It is a further problem that the adhesive resins preferred for this use, after the addition of usual fire protection agents, especially boric acid, tend to premature cure.

It is an object of the present invention to provide a process for making

DK 159248 B

3 fireproof chipboard and other molding parts of wood shavings, with which a good fire protection can be obtained in connection with a comprehensive retention of the technological properties of the chip materials, so that 5 these chipboards and other parts of wood shavings can be further processed and refined in the same way as non- fireproof boards and other parts of wood shavings.

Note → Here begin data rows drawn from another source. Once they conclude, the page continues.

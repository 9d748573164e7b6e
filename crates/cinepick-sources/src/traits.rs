use async_trait::async_trait;
use cinepick_models::{Credits, Genre, GenreId, MovieDetails, MovieId, MoviePage, StreamSource, Video};
use crate::error::SourceError;

/// A remote movie metadata catalog.
///
/// Listing and genre discovery are required; everything else is optional and
/// reports `Unsupported` unless the catalog overrides it.
#[async_trait]
pub trait MovieCatalog: Send + Sync {
    fn catalog_name(&self) -> &str;

    async fn popular_movies(&self, page: u32) -> Result<MoviePage, SourceError>;

    async fn movies_by_genre(&self, genre_id: GenreId, page: u32) -> Result<MoviePage, SourceError>;

    async fn top_rated_movies(&self, _page: u32) -> Result<MoviePage, SourceError> {
        Err(SourceError::Unsupported("top_rated_movies"))
    }

    async fn trending_movies(&self, _page: u32) -> Result<MoviePage, SourceError> {
        Err(SourceError::Unsupported("trending_movies"))
    }

    async fn search_movies(&self, _query: &str, _page: u32) -> Result<MoviePage, SourceError> {
        Err(SourceError::Unsupported("search_movies"))
    }

    async fn movie_details(&self, _id: MovieId) -> Result<MovieDetails, SourceError> {
        Err(SourceError::Unsupported("movie_details"))
    }

    async fn similar_movies(&self, _id: MovieId) -> Result<MoviePage, SourceError> {
        Err(SourceError::Unsupported("similar_movies"))
    }

    async fn movie_recommendations(&self, _id: MovieId) -> Result<MoviePage, SourceError> {
        Err(SourceError::Unsupported("movie_recommendations"))
    }

    async fn movie_credits(&self, _id: MovieId) -> Result<Credits, SourceError> {
        Err(SourceError::Unsupported("movie_credits"))
    }

    async fn movie_videos(&self, _id: MovieId) -> Result<Vec<Video>, SourceError> {
        Err(SourceError::Unsupported("movie_videos"))
    }

    async fn genres(&self) -> Result<Vec<Genre>, SourceError> {
        Err(SourceError::Unsupported("genres"))
    }

    /// Official trailer if one exists, otherwise the embed player URL
    async fn movie_stream(&self, id: MovieId) -> Result<StreamSource, SourceError> {
        let videos = self.movie_videos(id).await?;
        Ok(StreamSource::from_videos(id, &videos))
    }
}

The process according to the invention is characterized in that the adhesive resin is mixed by admixture of the fire protection substances so that it is strongly acidic and that the pre-laid wood shavings are mixed with fillers which also prevent fire development and with which the mixture of adhesive resin and wood shavings substantially neutralized.

The method of the invention contains several surprising effects. If you add the glue resin in question for example. melamine resin only a little acid first, the acid acts as a hardener. The resin / acid mixture is only slightly stable and cures even at room temperature so quickly that hardly a subsequent bonding with the chips takes place. If, temporarily, according to the invention, the glue resin is adjusted so strongly acid through the admixture of the fire protection substance, a stable, cation-active glue resin solution is obtained which remains viscosity stable so long that the sizing of the chips can be carried out without problems. In addition, this adhesive resin solution has a particularly high ability to impregnate the chips.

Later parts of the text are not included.